Deep in her bag she kept the one thing she had of the lost child, a photo from the scan. To give her strength she took it out and looked at it once more; the two round forms of head and body, the tiny white marks of its just-forming bones. Feeling the grinding fractures in her forearms she’d fiercely promised the unknown child that no-one would ever harm a single one of those tiny bones. No baby would ever be his. No. The no sounded in the bone, hollow and resonant; it was a decision taken in the very marrow.
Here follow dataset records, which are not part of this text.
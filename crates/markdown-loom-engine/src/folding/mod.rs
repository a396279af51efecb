//! # Folding
//!
//! - **`engine`**: `FoldEngine`, heading-subtree ranges cached per revision
//!   and switched off above a line limit
//! - **`memory`**: `FoldMemory`, which headings a user folded on which page

pub mod engine;
pub mod memory;

pub use engine::{DEFAULT_MAX_LINES, FoldEngine, FoldRange};
pub use memory::{FoldMemory, heading_id};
No going back.
In any case, she reasoned – as though broken bones weren’t reason enough – there was hardly room even for her in that place, let alone a baby. His stuff was everywhere and he didn’t like her tidying. Knew where everything was. Got cross if she moved things. It was his flat, wasn’t it; he paid the rent, didn’t he? Didn’t he have any rights? And so on. She felt tired just thinking of it. And with a baby on the way they’d have had to move anyway – and would he even have been glad? Probably, not glad to be a father but glad because a baby would be another tie keeping her with him, another reason for her not to leave. She put the photo away and headed for the police station.